BACKGROUND: Integration of retroviral DNA into a germ cell can result in a provirus that is transmitted vertically to the host’s offspring. In humans, such endogenous retroviruses (HERVs) comprise >8% of the genome. The HERV-K(HML-2) proviruses consist of ~90 elements related to mouse mammary tumor virus, which causes breast cancer in mice. A subset of HERV-K(HML-2) proviruses has some or all genes intact, and even encodes functional proteins, though a replication competent copy has yet to be observed. More than 10% of HML-2 proviruses are human-specific, having integrated subsequent to the Homo-Pan divergence, and, of these, 11 are currently known to be polymorphic in integration site with variable frequencies among individuals. Increased expression of the most recent HML-2 proviruses has been observed in tissues and cell lines from several types of cancer, including breast cancer, for which expression may provide a meaningful marker of the disease.

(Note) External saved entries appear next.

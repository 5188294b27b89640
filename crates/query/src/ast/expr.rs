//! Expression AST definitions.

use super::{AggId, CellId, ExprId, PredId, QueryId, WindowId};
use crate::arena::{IdxRange, StrRef};
use strata_core::temporal::DatePart;
use strata_core::DataType;

/// Arithmetic and string operators.
#[derive(Clone, Copy, Debug, PartialEq, Eq, Hash)]
pub enum BinaryOp {
    Add,
    Sub,
    Mul,
    Div,
    Mod,
    /// String concatenation (`||`).
    Concat,
}

impl BinaryOp {
    pub fn symbol(self) -> &'static str {
        match self {
            BinaryOp::Add => "+",
            BinaryOp::Sub => "-",
            BinaryOp::Mul => "*",
            BinaryOp::Div => "/",
            BinaryOp::Mod => "%",
            BinaryOp::Concat => "||",
        }
    }
}

/// Built-in scalar functions.
#[derive(Clone, Copy, Debug, PartialEq, Eq, Hash)]
pub enum ScalarFunc {
    Upper,
    Lower,
    Length,
    Substring,
    Trim,
    Replace,
    Position,
    Concat,
    Coalesce,
    NullIf,
    Greatest,
    Least,
    Abs,
    Round,
    Ceil,
    Floor,
    Sqrt,
    Power,
    Extract(DatePart),
    DateTrunc(DatePart),
}

impl ScalarFunc {
    /// Function name as written in SQL.
    pub fn name(self) -> &'static str {
        match self {
            ScalarFunc::Upper => "upper",
            ScalarFunc::Lower => "lower",
            ScalarFunc::Length => "length",
            ScalarFunc::Substring => "substring",
            ScalarFunc::Trim => "trim",
            ScalarFunc::Replace => "replace",
            ScalarFunc::Position => "position",
            ScalarFunc::Concat => "concat",
            ScalarFunc::Coalesce => "coalesce",
            ScalarFunc::NullIf => "nullif",
            ScalarFunc::Greatest => "greatest",
            ScalarFunc::Least => "least",
            ScalarFunc::Abs => "abs",
            ScalarFunc::Round => "round",
            ScalarFunc::Ceil => "ceil",
            ScalarFunc::Floor => "floor",
            ScalarFunc::Sqrt => "sqrt",
            ScalarFunc::Power => "power",
            ScalarFunc::Extract(_) => "extract",
            ScalarFunc::DateTrunc(_) => "date_trunc",
        }
    }

    /// Accepted argument counts (inclusive).
    pub fn arity(self) -> (usize, usize) {
        match self {
            ScalarFunc::Substring => (2, 3),
            ScalarFunc::Round => (1, 2),
            ScalarFunc::Replace => (3, 3),
            ScalarFunc::Position | ScalarFunc::NullIf | ScalarFunc::Power => (2, 2),
            ScalarFunc::Concat | ScalarFunc::Coalesce | ScalarFunc::Greatest | ScalarFunc::Least => {
                (1, usize::MAX)
            }
            _ => (1, 1),
        }
    }
}

/// Aggregate functions.
#[derive(Clone, Copy, Debug, PartialEq, Eq, Hash)]
pub enum AggFunc {
    /// `COUNT(*)`; takes no argument.
    CountStar,
    Count,
    Sum,
    Avg,
    Min,
    Max,
    StdDev,
    Variance,
    BoolAnd,
    BoolOr,
    StringAgg,
}

impl AggFunc {
    pub fn name(self) -> &'static str {
        match self {
            AggFunc::CountStar | AggFunc::Count => "count",
            AggFunc::Sum => "sum",
            AggFunc::Avg => "avg",
            AggFunc::Min => "min",
            AggFunc::Max => "max",
            AggFunc::StdDev => "stddev",
            AggFunc::Variance => "variance",
            AggFunc::BoolAnd => "bool_and",
            AggFunc::BoolOr => "bool_or",
            AggFunc::StringAgg => "string_agg",
        }
    }
}

/// An aggregate call, e.g. `SUM(DISTINCT x)`.
#[derive(Clone, Copy, Debug, PartialEq, Eq)]
pub struct AggregateCall {
    pub func: AggFunc,
    pub arg: Option<ExprId>,
    pub distinct: bool,
    /// Separator of `STRING_AGG`.
    pub separator: Option<ExprId>,
}

/// Window functions. Aggregates may also run over a window.
#[derive(Clone, Copy, Debug, PartialEq, Eq, Hash)]
pub enum WindowFunc {
    RowNumber,
    Rank,
    DenseRank,
    Ntile,
    PercentRank,
    CumeDist,
    Lag,
    Lead,
    FirstValue,
    LastValue,
    NthValue,
    Aggregate(AggFunc),
}

impl WindowFunc {
    pub fn name(self) -> &'static str {
        match self {
            WindowFunc::RowNumber => "row_number",
            WindowFunc::Rank => "rank",
            WindowFunc::DenseRank => "dense_rank",
            WindowFunc::Ntile => "ntile",
            WindowFunc::PercentRank => "percent_rank",
            WindowFunc::CumeDist => "cume_dist",
            WindowFunc::Lag => "lag",
            WindowFunc::Lead => "lead",
            WindowFunc::FirstValue => "first_value",
            WindowFunc::LastValue => "last_value",
            WindowFunc::NthValue => "nth_value",
            WindowFunc::Aggregate(f) => f.name(),
        }
    }
}

/// `ROWS` or `RANGE` framing.
#[derive(Clone, Copy, Debug, PartialEq, Eq, Hash)]
pub enum FrameMode {
    Rows,
    Range,
}

/// One end of a window frame.
#[derive(Clone, Copy, Debug, PartialEq, Eq, Hash)]
pub enum FrameBound {
    UnboundedPreceding,
    Preceding(u64),
    CurrentRow,
    Following(u64),
    UnboundedFollowing,
}

#[derive(Clone, Copy, Debug, PartialEq, Eq, Hash)]
pub struct WindowFrame {
    pub mode: FrameMode,
    pub start: FrameBound,
    pub end: FrameBound,
}

impl WindowFrame {
    /// `ROWS BETWEEN start AND end`.
    pub fn rows(start: FrameBound, end: FrameBound) -> Self {
        Self {
            mode: FrameMode::Rows,
            start,
            end,
        }
    }

    /// `RANGE BETWEEN start AND end`.
    pub fn range(start: FrameBound, end: FrameBound) -> Self {
        Self {
            mode: FrameMode::Range,
            start,
            end,
        }
    }
}

/// `func(args) OVER (PARTITION BY .. ORDER BY .. frame)`.
#[derive(Clone, Copy, Debug, PartialEq, Eq)]
pub struct WindowCall {
    pub func: WindowFunc,
    pub args: IdxRange<ExprId>,
    pub distinct: bool,
    pub partition_by: IdxRange<ExprId>,
    pub order_by: IdxRange<OrderItem>,
    pub frame: Option<WindowFrame>,
}

/// A sort key.
#[derive(Clone, Copy, Debug, PartialEq, Eq)]
pub struct OrderItem {
    pub expr: ExprId,
    pub descending: bool,
    /// Explicit NULLS FIRST / NULLS LAST; `None` picks the default for the direction.
    pub nulls_first: Option<bool>,
}

/// Scalar expression node.
#[derive(Clone, Copy, Debug, PartialEq)]
pub enum Expr {
    /// Column reference, optionally qualified by a table name or alias.
    Column { table: Option<StrRef>, name: StrRef },
    /// Literal value stored in the cell pool.
    Literal(CellId),
    Binary {
        op: BinaryOp,
        left: ExprId,
        right: ExprId,
    },
    Negate(ExprId),
    Function {
        func: ScalarFunc,
        args: IdxRange<ExprId>,
    },
    /// `CASE [operand] WHEN .. THEN .. [ELSE ..] END`.
    ///
    /// `branches` holds (when, then) pairs flattened. With an operand each
    /// `when` is compared to it; without one each `when` is a boolean.
    Case {
        operand: Option<ExprId>,
        branches: IdxRange<ExprId>,
        otherwise: Option<ExprId>,
    },
    Cast { expr: ExprId, to: DataType },
    /// A boolean-valued predicate used as an expression.
    Predicate(PredId),
    Aggregate(AggId),
    Window(WindowId),
    /// Scalar subquery.
    Subquery(QueryId),
}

RESULTS: In this study, we performed a case–control analysis to investigate the possible relationship between the genome-wide presence of individual polymorphic HML-2 proviruses with the occurrence of breast cancer. For this purpose, we screened 50 genomic DNA samples from individuals diagnosed with breast cancer or without history of the disease (n = 25 per group) utilizing a combination of locus-specific PCR screening, in silico analysis of HML-2 content within the reference human genome sequence, and high-resolution genomic hybridization in semi-dried agarose. By implementing this strategy, we were able to analyze the distribution of both annotated and previously undescribed polymorphic HML-2 proviruses within our sample set, and to assess their possible association with disease outcome. CONCLUSIONS: In a case–control analysis of 50 humans with regard to breast cancer diagnosis, we found no significant difference in the prevalence of proviruses between groups, suggesting common polymorphic HML-2 proviruses are not associated with breast cancer. Our findings indicate a higher level of putatively novel HML-2 sites within the population, providing support for additional recent insertion events, implying ongoing, yet rare, activities. These findings do not rule out either the possibility of involvement of such proviruses in a subset of breast cancers, or their possible utility as tissue-specific markers of disease.